Klebsiella pneumoniae is a common cause of multidrug-resistant (MDR) pneumonia, bacteremia, urinary tract infections (UTIs), and other systemic infections. K. pneumoniae is the third most common pathogen in blood cultures from sepsis patients. It can cause severe epidemic and endemic nosocomial infections. Antibiotic treatment of K. pneumoniae infections is getting increasingly challenging due to the development of antimicrobial resistance among pathogens. Hence, a new alternative strategy is required to treat such infections. Bacteriophages are the most prevalent biological entity on the planet with an estimated 1031 particles. As obligatory intracellular parasites, they infect bacterial cells. They have a high host specificity and can replicate and lyse bacterial cells. In this research, two novel indigenous bacteriophages against K. pneumoniae strain kp8890 were isolated, characterized, and labeled as ZI3 and HI3. Both these phages were found to have a specific host range for K. pneumoniae. HI3 was able to lyse 7 out of 10 different K. pneumoniae clinical isolates, while ZI3 was able to lyse 5 out of 10 isolates, although it could not infect bacteria from other species. The isolated phages showed viability up to 50°C and pH ranging from 3 to 9. HI3 inhibited bacterial growth for 18 hours.
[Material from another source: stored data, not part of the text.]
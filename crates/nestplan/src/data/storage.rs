//! Data directory storage
//!
//! Directory structure:
//! ~/.nestplan/
//!   plans.yaml       # Every plan, plus the active plan name
//!   settings.yaml    # Planner assumptions (inflation, withdrawal tiers)
//!   nestplan.log

use std::fs;
use std::path::{Path, PathBuf};

use nestplan_core::config::PlannerConfig;

use super::plan_data::PlanBook;
use crate::util::io::atomic_write;

/// Error types for storage operations
#[derive(Debug)]
pub enum StorageError {
    /// `plans.yaml` does not exist yet
    NotInitialized(PathBuf),
    Io(String),
    Parse(String),
    Serialize(String),
    /// Settings parsed but describe an unusable configuration
    InvalidSettings(String),
}

impl std::fmt::Display for StorageError {
    fn fmt(&self, f: &mut std::fmt::Formatter<'_>) -> std::fmt::Result {
        match self {
            StorageError::NotInitialized(path) => write!(
                f,
                "No plans found at {}; run `nestplan init` first",
                path.display()
            ),
            StorageError::Io(msg) => write!(f, "IO error: {}", msg),
            StorageError::Parse(msg) => write!(f, "Parse error: {}", msg),
            StorageError::Serialize(msg) => write!(f, "Serialization error: {}", msg),
            StorageError::InvalidSettings(msg) => write!(f, "Invalid settings: {}", msg),
        }
    }
}

impl std::error::Error for StorageError {}

/// Manages the data directory holding plans and settings
#[derive(Debug, Clone)]
pub struct DataDirectory {
    root: PathBuf,
}

impl DataDirectory {
    pub fn new(root: PathBuf) -> Self {
        Self { root }
    }

    /// Get the default data directory path (~/.nestplan/)
    pub fn default_path() -> PathBuf {
        dirs::home_dir()
            .unwrap_or_else(|| PathBuf::from("."))
            .join(".nestplan")
    }

    pub fn root(&self) -> &Path {
        &self.root
    }

    pub fn plans_path(&self) -> PathBuf {
        self.root.join("plans.yaml")
    }

    pub fn settings_path(&self) -> PathBuf {
        self.root.join("settings.yaml")
    }

    /// Check if the data directory has been initialized
    pub fn exists(&self) -> bool {
        self.plans_path().exists()
    }

    /// Create the directory and write a starter plan and default settings.
    ///
    /// Existing files are kept unless `force` is set.
    pub fn init(&self, sample: &PlanBook, force: bool) -> Result<(), StorageError> {
        fs::create_dir_all(&self.root)
            .map_err(|e| StorageError::Io(format!("Failed to create data directory: {}", e)))?;

        if force || !self.plans_path().exists() {
            self.save_book(sample)?;
        }
        if force || !self.settings_path().exists() {
            self.save_settings(&PlannerConfig::default())?;
        }
        tracing::info!(root = %self.root.display(), force, "data directory initialized");
        Ok(())
    }

    pub fn load_book(&self) -> Result<PlanBook, StorageError> {
        let path = self.plans_path();
        if !path.exists() {
            return Err(StorageError::NotInitialized(path));
        }

        let content = fs::read_to_string(&path)
            .map_err(|e| StorageError::Io(format!("Failed to read plans: {}", e)))?;
        let book = PlanBook::from_yaml(&content)
            .map_err(|e| StorageError::Parse(format!("Failed to parse plans: {}", e)))?;

        tracing::debug!(plans = book.plans.len(), "loaded plan book");
        Ok(book)
    }

    pub fn save_book(&self, book: &PlanBook) -> Result<(), StorageError> {
        let yaml = book
            .to_yaml()
            .map_err(|e| StorageError::Serialize(format!("Failed to serialize plans: {}", e)))?;

        atomic_write(&self.plans_path(), &yaml)
            .map_err(|e| StorageError::Io(format!("Failed to write plans: {}", e)))
    }

    /// Load and validate settings; a missing file means defaults
    pub fn load_settings(&self) -> Result<PlannerConfig, StorageError> {
        let path = self.settings_path();
        if !path.exists() {
            return Ok(PlannerConfig::default());
        }

        let content = fs::read_to_string(&path)
            .map_err(|e| StorageError::Io(format!("Failed to read settings: {}", e)))?;
        let config: PlannerConfig = serde_saphyr::from_str(&content)
            .map_err(|e| StorageError::Parse(format!("Failed to parse settings: {}", e)))?;

        config
            .validate()
            .map_err(|e| StorageError::InvalidSettings(e.to_string()))?;
        Ok(config)
    }

    pub fn save_settings(&self, config: &PlannerConfig) -> Result<(), StorageError> {
        let yaml = serde_saphyr::to_string(config)
            .map_err(|e| StorageError::Serialize(format!("Failed to serialize settings: {}", e)))?;

        atomic_write(&self.settings_path(), &yaml)
            .map_err(|e| StorageError::Io(format!("Failed to write settings: {}", e)))
    }
}
//! Integration tests for the nestplan planning engine
//!
//! Tests are organized by topic:
//! - `projection` - Future-value growth, fees and sub-allocations
//! - `withdrawal` - Pool building and tax-ordered withdrawal plans
//! - `dream` - Dream funding gap analysis
//! - `builder_dsl` - Holding builder presets and end-to-end flows

mod builder_dsl;
mod projection;
use std::fs::{self, File, OpenOptions};
use std::io::{Read, Seek, SeekFrom, Write};
use std::path::Path;
use std::sync::Mutex;

use tracing_subscriber::{EnvFilter, fmt, layer::SubscriberExt, util::SubscriberInitExt};

/// Log file name inside the data directory
pub const LOG_FILE: &str = "nestplan.log";
/// Maximum log file size before rotation (5 MB)
const MAX_LOG_SIZE: u64 = 5 * 1024 * 1024;
/// Size to keep after rotation (1 MB of most recent logs)
const KEEP_SIZE: u64 = 1024 * 1024;

/// Trim the log file to its most recent `keep` bytes once it grows past `max`.
///
/// The kept tail starts at a line boundary.
fn rotate_log(log_path: &Path, max: u64, keep: u64) -> std::io::Result<bool> {
    let Ok(metadata) = fs::metadata(log_path) else {
        return Ok(false);
    };
    if metadata.len() <= max {
        return Ok(false);
    }

    let mut tail = Vec::new();
    {
        let mut file = File::open(log_path)?;
        file.seek(SeekFrom::Start(metadata.len().saturating_sub(keep)))?;
        file.read_to_end(&mut tail)?;
    }

    let start = tail
        .iter()
        .position(|&b| b == b'\n')
        .map_or(0, |i| i + 1);

    let mut file = File::create(log_path)?;
    file.write_all(b"--- log rotated ---\n")?;
    file.write_all(&tail[start..])?;
    Ok(true)
}

/// Initialize logging to a file in the data directory.
///
/// Logs go to `{data_dir}/nestplan.log`. Past 5 MB the file is cut back to
/// its last 1 MB. `RUST_LOG` overrides `level` when set.
pub fn init_logging(data_dir: &Path, level: &str) -> color_eyre::Result<()> {
    fs::create_dir_all(data_dir)?;

    let log_path = data_dir.join(LOG_FILE);
    if let Err(e) = rotate_log(&log_path, MAX_LOG_SIZE, KEEP_SIZE) {
        eprintln!("Warning: failed to rotate log file: {e}");
    }

    let file = OpenOptions::new()
        .create(true)
        .append(true)
        .open(&log_path)?;

    let default_filter = format!("nestplan={level},nestplan_core=warn");
    let env_filter =
        EnvFilter::try_from_default_env().unwrap_or_else(|_| EnvFilter::new(&default_filter));

    tracing_subscriber::registry()
        .with(env_filter)
        .with(
            fmt::layer()
                .with_writer(Mutex::new(file))
                .with_ansi(false)
                .with_target(true),
        )
        .try_init()?;

    tracing::info!(log_path = %log_path.display(), "logging initialized");
    Ok(())
}
//! Net-worth projection across all holdings

use crate::config::PlannerConfig;
use crate::model::{Holding, PortfolioSummary, ProjectionPoint};
use crate::projection::{project_holding, projection_series};

/// Project every holding included in net worth and total the results.
///
/// Pension holdings count toward net worth; they are only kept out of
/// withdrawal planning. Their share is reported in `pension_blocked`.
pub fn portfolio_summary(
    holdings: &[Holding],
    years: u32,
    config: &PlannerConfig,
) -> PortfolioSummary {
    let mut summary = PortfolioSummary {
        years,
        ..Default::default()
    };

    for holding in holdings.iter().filter(|h| h.include_in_net_worth) {
        let projection = project_holding(holding, years, config);

        summary.current_net_worth += holding.principal;
        summary.future_net_worth += projection.future_value;
        summary.total_contributed += projection.contributed;
        summary.total_profit += projection.profit;
        summary.total_tax += projection.tax_on_profit;
        summary.net_after_tax += projection.net_after_tax;
        summary.real_net_worth += projection.real_value;
        if holding.is_pension_blocked() {
            summary.pension_blocked += projection.future_value;
        }

        summary.holdings.push(projection);
    }

    summary
}

/// Year-by-year net worth from today through `years`, summed over every
/// holding included in net worth
pub fn portfolio_series(
    holdings: &[Holding],
    years: u32,
    config: &PlannerConfig,
) -> Vec<ProjectionPoint> {
    let mut series: Vec<ProjectionPoint> = (0..=years)
        .map(|year| ProjectionPoint {
            year,
            nominal: 0.0,
            real: 0.0,
            contributed: 0.0,
        })
        .collect();

    for holding in holdings.iter().filter(|h| h.include_in_net_worth) {
        for (total, point) in series
            .iter_mut()
            .zip(projection_series(holding, years, config))
        {
            total.nominal += point.nominal;
            total.real += point.real;
            total.contributed += point.contributed;
        }
    }

    series
}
Whereas, ZI3 showed an excellent bacterial reduction ability by inhibiting and decreasing the number of initial bacterial inoculum for 24 hours of observation. Keeping in view the excellent bacterial growth reduction, phage titer, pH and thermal stability, and host range, it is suggested that both bacteriophages, that is, ZI3 and HI3 can be potential phage therapy candidates after necessary animal modeling and clinical trials in the future.